The EU grants 10 million euro to the iNEXT-Discovery consortium, in which EMBL is a major partner, unlocking key technologies for structural biology researchers
Credit: Marietta Schupp/EMBL
iNEXT-Discovery empowers researchers from European institutes to pursue innovative structural biology research. The consortium facilitates the generation of knowledge by enabling leading European facilities to offer advanced technological instrumentation and expertise to all European scientists, allowing them to perform high-end structural biology research with state-of-the-art equipment that is often unavailable in their home countries.
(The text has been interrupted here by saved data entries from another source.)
//! SQLite-backed repositories for each record type

use async_trait::async_trait;
use chrono::{SecondsFormat, Utc};
use rusqlite::{params, Connection};
use std::marker::PhantomData;
use std::time::Duration;

use shared::{HealthRequest, TrafficRequest};

use crate::error::{WebServerError, WebServerResult};
use crate::services::storage::Storage;
use crate::traits::Repository;
use crate::types::{AuditRecord, CityRecord, HealthRecord, TrafficRecord};

/// How a record type maps onto its table
pub trait StoredRecord: Send + Sync + 'static {
    const TABLE: &'static str;

    /// Column averaged by `average_score_since`, if the table has one
    const SCORE_COLUMN: Option<&'static str>;

    fn insert(&self, conn: &Connection, created_at: &str) -> rusqlite::Result<()>;
}

/// Timestamps are stored as millisecond RFC 3339 UTC so text order is time order
pub fn storage_timestamp(at: chrono::DateTime<Utc>) -> String {
    at.to_rfc3339_opts(SecondsFormat::Millis, true)
}

fn cutoff(window: Duration) -> WebServerResult<String> {
    let window = chrono::Duration::from_std(window)
        .map_err(|e| WebServerError::config(format!("Invalid stats window: {e}")))?;
    Ok(storage_timestamp(Utc::now() - window))
}

fn to_json<T: serde::Serialize>(value: &T) -> rusqlite::Result<String> {
    serde_json::to_string(value).map_err(|e| rusqlite::Error::ToSqlConversionFailure(Box::new(e)))
}

pub struct SqliteRepository<R> {
    pub(crate) storage: Storage,
    pub(crate) _record: PhantomData<fn() -> R>,
}

impl<R> Clone for SqliteRepository<R> {
    fn clone(&self) -> Self {
        Self {
            storage: self.storage.clone(),
            _record: PhantomData,
        }
    }
}

impl<R: StoredRecord> SqliteRepository<R> {
    pub fn new(storage: Storage) -> Self {
        storage.repository()
    }
}

#[async_trait]
impl<R: StoredRecord> Repository<R> for SqliteRepository<R> {
    async fn save(&self, record: R) -> WebServerResult<i64> {
        let created_at = storage_timestamp(Utc::now());
        self.storage
            .with_conn(move |conn| {
                record.insert(conn, &created_at)?;
                Ok(conn.last_insert_rowid())
            })
            .await
    }

    async fn count(&self) -> WebServerResult<u64> {
        let sql = format!("SELECT COUNT(*) FROM {}", R::TABLE);
        let count: i64 = self
            .storage
            .with_conn(move |conn| conn.query_row(&sql, [], |row| row.get(0)))
            .await?;
        Ok(count as u64)
    }

    async fn count_since(&self, window: Duration) -> WebServerResult<u64> {
        let since = cutoff(window)?;
        let sql = format!("SELECT COUNT(*) FROM {} WHERE created_at >= ?1", R::TABLE);
        let count: i64 = self
            .storage
            .with_conn(move |conn| conn.query_row(&sql, params![since], |row| row.get(0)))
            .await?;
        Ok(count as u64)
    }

    async fn average_score_since(&self, window: Duration) -> WebServerResult<f64> {
        let Some(column) = R::SCORE_COLUMN else {
            return Ok(0.0);
        };
        let since = cutoff(window)?;
        let sql = format!("SELECT AVG({column}) FROM {} WHERE created_at >= ?1", R::TABLE);
        let average: Option<f64> = self
            .storage
            .with_conn(move |conn| conn.query_row(&sql, params![since], |row| row.get(0)))
            .await?;
        Ok(average.unwrap_or(0.0))
    }
}

impl StoredRecord for TrafficRecord {
    const TABLE: &'static str = "traffic_results";
    const SCORE_COLUMN: Option<&'static str> = Some("score");

    fn insert(&self, conn: &Connection, created_at: &str) -> rusqlite::Result<()> {
        let (intersections, approaches, demand, vehicle_count, avg_speed, signal_cycle) = match &self.request {
            TrafficRequest::Proportional(input) => (
                Some(input.intersections),
                Some(input.approaches),
                Some(to_json(&input.demand)?),
                None,
                None,
                None,
            ),
            TrafficRequest::Density(input) => (
                None,
                None,
                None,
                Some(input.vehicle_count),
                Some(input.avg_speed),
                Some(input.signal_cycle),
            ),
        };

        conn.execute(
            "INSERT INTO traffic_results
                (created_at, policy, intersections, approaches, demand,
                 vehicle_count, avg_speed, signal_cycle, score, payload)
             VALUES (?1, ?2, ?3, ?4, ?5, ?6, ?7, ?8, ?9, ?10)",
            params![
                created_at,
                self.plan.policy().as_str(),
                intersections,
                approaches,
                demand,
                vehicle_count,
                avg_speed,
                signal_cycle,
                self.plan.score_percent(),
                to_json(&self.plan)?,
            ],
        )?;
        Ok(())
    }
}

impl StoredRecord for HealthRecord {
    const TABLE: &'static str = "health_results";
    const SCORE_COLUMN: Option<&'static str> = Some("score");

    fn insert(&self, conn: &Connection, created_at: &str) -> rusqlite::Result<()> {
        let inputs = match &self.request {
            HealthRequest::Weighted(input) => to_json(input)?,
            HealthRequest::Risk(input) => to_json(input)?,
        };

        conn.execute(
            "INSERT INTO health_results (created_at, model, inputs, score, payload)
             VALUES (?1, ?2, ?3, ?4, ?5)",
            params![
                created_at,
                self.report.model().as_str(),
                inputs,
                self.report.health_score(),
                to_json(&self.report)?,
            ],
        )?;
        Ok(())
    }
}

impl StoredRecord for CityRecord {
    const TABLE: &'static str = "city_results";
    const SCORE_COLUMN: Option<&'static str> = Some("sustainability_score");

    fn insert(&self, conn: &Connection, created_at: &str) -> rusqlite::Result<()> {
        let payload = serde_json::json!({
            "statistics": self.statistics,
            "sustainable_features": self.features,
        });

        conn.execute(
            "INSERT INTO city_results
                (created_at, seed, grid_size, max_height, sustainability_score, payload)
             VALUES (?1, ?2, ?3, ?4, ?5, ?6)",
            params![
                created_at,
                self.params.seed,
                self.params.grid_size,
                self.params.max_height,
                self.statistics.sustainability_score,
                payload.to_string(),
            ],
        )?;
        Ok(())
    }
}

impl StoredRecord for AuditRecord {
    const TABLE: &'static str = "audit_results";
    const SCORE_COLUMN: Option<&'static str> = None;

    fn insert(&self, conn: &Connection, created_at: &str) -> rusqlite::Result<()> {
        conn.execute(
            "INSERT INTO audit_results
                (created_at, data_content, wallet_address, data_hash, transaction_hash, hashed_at)
             VALUES (?1, ?2, ?3, ?4, ?5, ?6)",
            params![
                created_at,
                self.request.data_content,
                self.request.wallet_address,
                self.digests.data_hash,
                self.digests.transaction_hash,
                self.digests.hashed_at,
            ],
        )?;
        Ok(())
    }
}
Structural biology is critical for the development of new drugs and vaccines, biomaterials, efficient biofuels and for enzymes that degrade pollutants. iNEXT-discovery will support projects with high translational potential in all of these areas and more.
EMBL participates in the consortium through its sites in Grenoble, Hamburg, Heidelberg and Hinxton. All are leading providers of complementary cutting-edge structural biology technologies that will be provided over four years. EMBL Heidelberg will offer access to cryo-electron microscopy (cryo-EM) and EMBL Grenoble and EMBL Hamburg will provide access to various synchrotron X-ray related technologies including macromolecular crystallography (MX), small angle X-ray scattering (SAXS) and small molecule and fragment screening. EMBL-EBI in Hinxton will participate in data management activities.
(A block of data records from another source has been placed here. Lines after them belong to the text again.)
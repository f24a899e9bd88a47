//! Procedural city layout types

use serde::{Deserialize, Serialize};

use crate::errors::{ValidationResult, ensure_in_range};

/// Tallest building a request may ask for
pub const MAX_BUILDING_HEIGHT: i64 = 1000;

/// Body of `POST /api/city/generate`
#[derive(Clone, Debug, PartialEq, Serialize, Deserialize)]
pub struct CityParams {
    pub seed: i64,
    pub grid_size: i64,
    pub max_height: i64,
}

impl CityParams {
    pub fn validate(&self, max_grid_size: u32) -> ValidationResult<()> {
        ensure_in_range("grid_size", self.grid_size, 1..=max_grid_size as i64)?;
        ensure_in_range("max_height", self.max_height, 2..=MAX_BUILDING_HEIGHT)
    }
}

#[derive(Clone, Copy, Debug, PartialEq, Eq, Hash, Serialize, Deserialize)]
#[serde(rename_all = "lowercase")]
pub enum BuildingKind {
    Residential,
    Commercial,
    Industrial,
    Green,
}

impl BuildingKind {
    pub const ALL: [BuildingKind; 4] = [
        BuildingKind::Residential,
        BuildingKind::Commercial,
        BuildingKind::Industrial,
        BuildingKind::Green,
    ];

    /// Sampling weight of each kind, aligned with `ALL`
    pub const WEIGHTS: [f64; 4] = [0.4, 0.3, 0.2, 0.1];

    /// Entry of `WEIGHTS` for this kind
    pub fn weight(&self) -> f64 {
        Self::WEIGHTS[*self as usize]
    }

    pub fn is_green(&self) -> bool {
        matches!(self, BuildingKind::Green)
    }
}

/// One grid cell
#[derive(Clone, Debug, PartialEq, Serialize, Deserialize)]
pub struct Building {
    pub x: u32,
    pub z: u32,
    pub height: u32,
    #[serde(rename = "type")]
    pub kind: BuildingKind,
    pub solar_coverage: f64,
    pub energy_production: f64,
}

/// Aggregates over the whole grid; ratios are fractions in [0, 1]
#[derive(Clone, Debug, PartialEq, Serialize, Deserialize)]
pub struct CityStatistics {
    pub total_buildings: u32,
    pub green_spaces: u32,
    pub green_ratio: f64,
    pub total_energy_production: f64,
    pub avg_solar_coverage: f64,
    pub sustainability_score: f64,
}

#[derive(Clone, Debug, PartialEq, Serialize, Deserialize)]
pub struct SustainableFeatures {
    pub solar_panels: String,
    pub green_buildings: String,
    pub energy_efficiency: String,
    pub carbon_neutral: bool,
}

#[derive(Clone, Debug, PartialEq, Serialize, Deserialize)]
pub struct CityLayout {
    pub buildings: Vec<Building>,
    pub statistics: CityStatistics,
    pub sustainable_features: SustainableFeatures,
}

#[cfg(test)]
mod tests {
    use super::*;
    use crate::errors::ValidationError;

    #[test]
    fn test_grid_size_bounds() {
        let params = CityParams { seed: 1, grid_size: 0, max_height: 10 };
        assert_eq!(params.validate(100).unwrap_err().field(), "grid_size");

        let params = CityParams { seed: 1, grid_size: 101, max_height: 10 };
        assert!(matches!(params.validate(100), Err(ValidationError::OutOfRange { field: "grid_size", .. })));

        let params = CityParams { seed: 1, grid_size: 1, max_height: 2 };
        assert!(params.validate(100).is_ok());
    }

    #[test]
    fn test_max_height_floor() {
        let params = CityParams { seed: 1, grid_size: 4, max_height: 1 };
        assert_eq!(params.validate(100).unwrap_err().field(), "max_height");
    }

    #[test]
    fn test_building_kind_serializes_as_type() {
        let building = Building {
            x: 0,
            z: 1,
            height: 5,
            kind: BuildingKind::Green,
            solar_coverage: 0.0,
            energy_production: 0.0,
        };
        let json = serde_json::to_value(&building).unwrap();
        assert_eq!(json["type"], "green");
    }

    #[test]
    fn test_weights_sum_to_one() {
        let total: f64 = BuildingKind::WEIGHTS.iter().sum();
        assert!((total - 1.0).abs() < 1e-9);
    }
}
For the past four years, EMBL was a partner in the predecessor project of iNEXT-Discovery, iNEXT. The access to advanced light microscopy, cryo-EM, MX, and SAXS that was provided to over four hundred scientists has already led to numerous publications, many in leading journals.
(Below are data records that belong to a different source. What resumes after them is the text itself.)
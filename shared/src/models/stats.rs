//! System overview returned by `GET /api/stats/overview`

use serde::{Deserialize, Serialize};

#[derive(Clone, Debug, Default, PartialEq, Serialize, Deserialize)]
pub struct TrafficStats {
    pub total_optimizations: u64,
    pub avg_efficiency_score: f64,
}

#[derive(Clone, Debug, Default, PartialEq, Serialize, Deserialize)]
pub struct HealthStats {
    pub total_analyses: u64,
    pub avg_health_score: f64,
}

#[derive(Clone, Debug, Default, PartialEq, Serialize, Deserialize)]
pub struct CityStats {
    pub total_cities: u64,
    pub avg_sustainability: f64,
}

#[derive(Clone, Debug, Default, PartialEq, Serialize, Deserialize)]
pub struct AuditStats {
    pub total_transactions: u64,
    /// Rows stored within the stats window
    pub recent_transactions: u64,
    pub success_rate: String,
}

#[derive(Clone, Debug, Default, PartialEq, Serialize, Deserialize)]
pub struct ModuleStats {
    pub traffic_optimization: TrafficStats,
    pub health_analysis: HealthStats,
    pub city_generation: CityStats,
    pub blockchain_storage: AuditStats,
}

#[derive(Clone, Debug, PartialEq, Serialize, Deserialize)]
pub struct StatsOverview {
    pub system_status: String,
    pub total_records: u64,
    pub module_stats: ModuleStats,
    pub timestamp: String,
}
The iNEXT-Discovery project will also develop the next generation of structural biology technologies. EMBL Grenoble will establish advanced data analysis pipelines, a repository for fragment screening data in collaboration with EMBL-EBI and other iNEXT discovery partners, cloud-based crystallography data analysis, and a new instrument for automated grid preparation for cryo-EM, including measurement of ice thickness, in collaboration with EMBL Heidelberg. EMBL Hamburg will develop a robust automated sample evaluation workflow for X-ray crystallography, and EMBL Heidelberg will develop scripts for cryo-FIB automation.